Study material section start

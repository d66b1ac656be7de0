//! Tear-free 64-bit cells for targets without 64-bit atomics.
//!
//! The Cortex-M4 can load and store 32-bit words atomically but offers
//! nothing wider, and both the system clock and the carrier-sense timestamp
//! are 64-bit microsecond counts shared between ISRs and the foreground
//! loop. `SeqLock` splits the value across two 32-bit atomics and brackets
//! each store with a sequence counter, so a reader that observes a torn pair
//! also observes the counter mid-change and retries.
//!
//! This is a single-writer structure: all stores to a given cell must come
//! from one execution context (in practice, one ISR). Readers may run
//! anywhere, any time, and never block the writer.

use core::sync::atomic::{AtomicU32, Ordering};

/// A 64-bit value readable without tearing from any context.
#[derive(Debug)]
pub struct SeqLock {
    seq: AtomicU32,
    lo: AtomicU32,
    hi: AtomicU32,
}

impl SeqLock {
    pub const fn new(value: u64) -> Self {
        SeqLock {
            seq: AtomicU32::new(0),
            lo: AtomicU32::new(value as u32),
            hi: AtomicU32::new((value >> 32) as u32),
        }
    }

    /// Stores a new value. Must only be called from the cell's single writer
    /// context; two racing writers would corrupt the sequence protocol.
    pub fn store(&self, value: u64) {
        let s = self.seq.load(Ordering::Relaxed);
        // Odd sequence = store in progress. Release on the final bump
        // publishes both halves.
        self.seq.store(s.wrapping_add(1), Ordering::Release);
        self.lo.store(value as u32, Ordering::Relaxed);
        self.hi.store((value >> 32) as u32, Ordering::Relaxed);
        self.seq.store(s.wrapping_add(2), Ordering::Release);
    }

    /// Loads the value, retrying if a store is observed in flight. The
    /// writer makes progress in a handful of instructions, so the retry loop
    /// is short even when it triggers at all.
    pub fn load(&self) -> u64 {
        loop {
            let before = self.seq.load(Ordering::Acquire);
            if before & 1 != 0 {
                continue;
            }
            let lo = self.lo.load(Ordering::Acquire);
            let hi = self.hi.load(Ordering::Acquire);
            if self.seq.load(Ordering::Acquire) == before {
                return (hi as u64) << 32 | lo as u64;
            }
        }
    }
}

#[cfg(test)]
mod tests {
    use super::*;

    #[test]
    fn store_load() {
        let c = SeqLock::new(0);
        assert_eq!(c.load(), 0);
        c.store(0x1234_5678_9abc_def0);
        assert_eq!(c.load(), 0x1234_5678_9abc_def0);
        c.store(u64::MAX);
        assert_eq!(c.load(), u64::MAX);
    }

    #[test]
    fn initial_value() {
        assert_eq!(SeqLock::new(57).load(), 57);
    }
}
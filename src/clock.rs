//! The free-running system clock.
//!
//! One hardware timer fires every [`timing::TICK_MICROS`] microseconds and
//! bumps a 64-bit counter; everything else in the receiver measures time by
//! snapshotting that counter. The tick quantum bounds the read error at one
//! tick, which is comfortably inside every interval the state machine cares
//! about (the narrowest decision window is a quarter chip period, two orders
//! of magnitude wider).
//!
//! [`timing::TICK_MICROS`]: ../timing/constant.TICK_MICROS.html

use crate::util::seq_lock::SeqLock;

/// Microsecond count as kept by [`SysClock`]. Monotonic; never wraps within
/// the life of the hardware.
pub type Micros = u64;

/// The counter itself. Ticked from exactly one timer ISR, read from
/// anywhere.
#[derive(Debug)]
pub struct SysClock {
    micros: SeqLock,
}

impl SysClock {
    pub const fn new() -> Self {
        SysClock {
            micros: SeqLock::new(0),
        }
    }

    /// Advances the clock by one tick quantum. Tick-ISR context only.
    pub fn tick(&self, quantum: Micros) {
        self.micros.store(self.micros.load() + quantum);
    }

    /// Snapshot of the current time.
    pub fn now(&self) -> Micros {
        self.micros.load()
    }
}
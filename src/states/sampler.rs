//! The chip-sampling machinery shared by Leveling and Receiving.
//!
//! Both states run the same two ISRs: the carrier handler just timestamps
//! edges, and the timer handler reads the photodiode once per chip period,
//! watches for carrier loss, and keeps the sample instant centered in its
//! chip slot.
//!
//! Phase correction works by stealing one timer interval: when an edge shows
//! the sample point hugging a slot boundary, the next interval is stretched
//! to 11/8 of a period (sampling too early) or cut to 5/8 (too late). The
//! shifted expiry still takes its sample, then the cadence snaps back to one
//! period. The nudge is bounded at 3/8 of a period so a single correction
//! can never cross a whole slot.

use core::sync::atomic::Ordering;

use crate::board::Board;
use crate::clock::Micros;
use crate::context::Context;
use crate::receiver::Receiver;
use crate::state::StateId;
use crate::timing;

/// Arms both interrupt sources for a sampling state. The first sample fires
/// one period from now.
pub(crate) fn start(rx: &Receiver, b: &mut impl Board, ctx: &Context, seed_cs: Micros) {
    rx.frame.reset();
    rx.set_period(ctx.period);
    rx.restore.store(false, Ordering::Relaxed);
    rx.last_cs.store(seed_cs);
    b.set_timer_period(ctx.period);
    b.restart_timer();
    b.listen_carrier(true);
}

/// Disarms what [`start`] armed.
pub(crate) fn stop(b: &mut impl Board) {
    b.stop_timer();
    b.listen_carrier(false);
}

pub(crate) fn on_carrier(rx: &Receiver, b: &mut impl Board) {
    rx.last_cs.store(b.now());
}

pub(crate) fn on_timer(rx: &Receiver, b: &mut impl Board) {
    // If this expiry ends a phase-shifted interval, restore the normal
    // cadence first; the shifted interval still counts as a sample slot.
    if rx.restore.swap(false, Ordering::Relaxed) {
        b.set_timer_period(rx.period());
        b.restart_timer();
    }

    rx.frame.push(b.sample());
    #[cfg(feature = "measurement")]
    b.debug_edge();

    let period = rx.period();
    let last_cs = rx.last_cs.load();
    let diff = b.now() - last_cs;

    // Carrier gone?
    if last_cs > 0 && diff > timing::CARRIER_LOSS_PERIODS * period {
        rx.state.set(StateId::Waiting);
    }

    // No edge recent enough to judge the phase against.
    if diff > period {
        return;
    }

    if diff < period / 4 {
        // Sampling right after the edge: too early. Push the next sample
        // out.
        b.set_timer_period(period * 11 / 8);
    } else if diff > period * 3 / 4 {
        // Almost a full period since the edge: too late. Pull the next
        // sample in.
        b.set_timer_period(period * 5 / 8);
    } else {
        return;
    }
    rx.restore.store(true, Ordering::Relaxed);
    b.restart_timer();
}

Study material section end

■ About this task
Give back each entry so that it matches the original word for word.

■ The answer
repository d66b1ac656be7de0
//! Tear-free 64-bit cells for targets without 64-bit atomics.
//!
//! The Cortex-M4 can load and store 32-bit words atomically but offers
//! nothing wider, and both the system clock and the carrier-sense timestamp
//! are 64-bit microsecond counts shared between ISRs and the foreground
//! loop. `SeqLock` splits the value across two 32-bit atomics and brackets
//! each store with a sequence counter, so a reader that observes a torn pair
//! also observes the counter mid-change and retries.
//!
//! This is a single-writer structure: all stores to a given cell must come
//! from one execution context (in practice, one ISR). Readers may run
//! anywhere, any time, and never block the writer.

use core::sync::atomic::{AtomicU32, Ordering};

/// A 64-bit value readable without tearing from any context.
#[derive(Debug)]
pub struct SeqLock {
    seq: AtomicU32,
    lo: AtomicU32,
    hi: AtomicU32,
}

impl SeqLock {
    pub const fn new(value: u64) -> Self {
        SeqLock {
            seq: AtomicU32::new(0),
            lo: AtomicU32::new(value as u32),
            hi: AtomicU32::new((value >> 32) as u32),
        }
    }

    /// Stores a new value. Must only be called from the cell's single writer
    /// context; two racing writers would corrupt the sequence protocol.
    pub fn store(&self, value: u64) {
        let s = self.seq.load(Ordering::Relaxed);
        // Odd sequence = store in progress. Release on the final bump
        // publishes both halves.
        self.seq.store(s.wrapping_add(1), Ordering::Release);
        self.lo.store(value as u32, Ordering::Relaxed);
        self.hi.store((value >> 32) as u32, Ordering::Relaxed);
        self.seq.store(s.wrapping_add(2), Ordering::Release);
    }

    /// Loads the value, retrying if a store is observed in flight. The
    /// writer makes progress in a handful of instructions, so the retry loop
    /// is short even when it triggers at all.
    pub fn load(&self) -> u64 {
        loop {
            let before = self.seq.load(Ordering::Acquire);
            if before & 1 != 0 {
                continue;
            }
            let lo = self.lo.load(Ordering::Acquire);
            let hi = self.hi.load(Ordering::Acquire);
            if self.seq.load(Ordering::Acquire) == before {
                return (hi as u64) << 32 | lo as u64;
            }
        }
    }
}

#[cfg(test)]
mod tests {
    use super::*;

    #[test]
    fn store_load() {
        let c = SeqLock::new(0);
        assert_eq!(c.load(), 0);
        c.store(0x1234_5678_9abc_def0);
        assert_eq!(c.load(), 0x1234_5678_9abc_def0);
        c.store(u64::MAX);
        assert_eq!(c.load(), u64::MAX);
    }

    #[test]
    fn initial_value() {
        assert_eq!(SeqLock::new(57).load(), 57);
    }
}
filename src/clock.rs
//! The free-running system clock.
//!
//! One hardware timer fires every [`timing::TICK_MICROS`] microseconds and
//! bumps a 64-bit counter; everything else in the receiver measures time by
//! snapshotting that counter. The tick quantum bounds the read error at one
//! tick, which is comfortably inside every interval the state machine cares
//! about (the narrowest decision window is a quarter chip period, two orders
//! of magnitude wider).
//!
//! [`timing::TICK_MICROS`]: ../timing/constant.TICK_MICROS.html

use crate::util::seq_lock::SeqLock;

/// Microsecond count as kept by [`SysClock`]. Monotonic; never wraps within
/// the life of the hardware.
pub type Micros = u64;

/// The counter itself. Ticked from exactly one timer ISR, read from
/// anywhere.
#[derive(Debug)]
pub struct SysClock {
    micros: SeqLock,
}

impl SysClock {
    pub const fn new() -> Self {
        SysClock {
            micros: SeqLock::new(0),
        }
    }

    /// Advances the clock by one tick quantum. Tick-ISR context only.
    pub fn tick(&self, quantum: Micros) {
        self.micros.store(self.micros.load() + quantum);
    }

    /// Snapshot of the current time.
    pub fn now(&self) -> Micros {
        self.micros.load()
    }
}
filename src/states/sampler.rs
//! The chip-sampling machinery shared by Leveling and Receiving.
//!
//! Both states run the same two ISRs: the carrier handler just timestamps
//! edges, and the timer handler reads the photodiode once per chip period,
//! watches for carrier loss, and keeps the sample instant centered in its
//! chip slot.
//!
//! Phase correction works by stealing one timer interval: when an edge shows
//! the sample point hugging a slot boundary, the next interval is stretched
//! to 11/8 of a period (sampling too early) or cut to 5/8 (too late). The
//! shifted expiry still takes its sample, then the cadence snaps back to one
//! period. The nudge is bounded at 3/8 of a period so a single correction
//! can never cross a whole slot.

use core::sync::atomic::Ordering;

use crate::board::Board;
use crate::clock::Micros;
use crate::context::Context;
use crate::receiver::Receiver;
use crate::state::StateId;
use crate::timing;

/// Arms both interrupt sources for a sampling state. The first sample fires
/// one period from now.
pub(crate) fn start(rx: &Receiver, b: &mut impl Board, ctx: &Context, seed_cs: Micros) {
    rx.frame.reset();
    rx.set_period(ctx.period);
    rx.restore.store(false, Ordering::Relaxed);
    rx.last_cs.store(seed_cs);
    b.set_timer_period(ctx.period);
    b.restart_timer();
    b.listen_carrier(true);
}

/// Disarms what [`start`] armed.
pub(crate) fn stop(b: &mut impl Board) {
    b.stop_timer();
    b.listen_carrier(false);
}

pub(crate) fn on_carrier(rx: &Receiver, b: &mut impl Board) {
    rx.last_cs.store(b.now());
}

pub(crate) fn on_timer(rx: &Receiver, b: &mut impl Board) {
    // If this expiry ends a phase-shifted interval, restore the normal
    // cadence first; the shifted interval still counts as a sample slot.
    if rx.restore.swap(false, Ordering::Relaxed) {
        b.set_timer_period(rx.period());
        b.restart_timer();
    }

    rx.frame.push(b.sample());
    #[cfg(feature = "measurement")]
    b.debug_edge();

    let period = rx.period();
    let last_cs = rx.last_cs.load();
    let diff = b.now() - last_cs;

    // Carrier gone?
    if last_cs > 0 && diff > timing::CARRIER_LOSS_PERIODS * period {
        rx.state.set(StateId::Waiting);
    }

    // No edge recent enough to judge the phase against.
    if diff > period {
        return;
    }

    if diff < period / 4 {
        // Sampling right after the edge: too early. Push the next sample
        // out.
        b.set_timer_period(period * 11 / 8);
    } else if diff > period * 3 / 4 {
        // Almost a full period since the edge: too late. Pull the next
        // sample in.
        b.set_timer_period(period * 5 / 8);
    } else {
        return;
    }
    rx.restore.store(true, Ordering::Relaxed);
    b.restart_timer();
}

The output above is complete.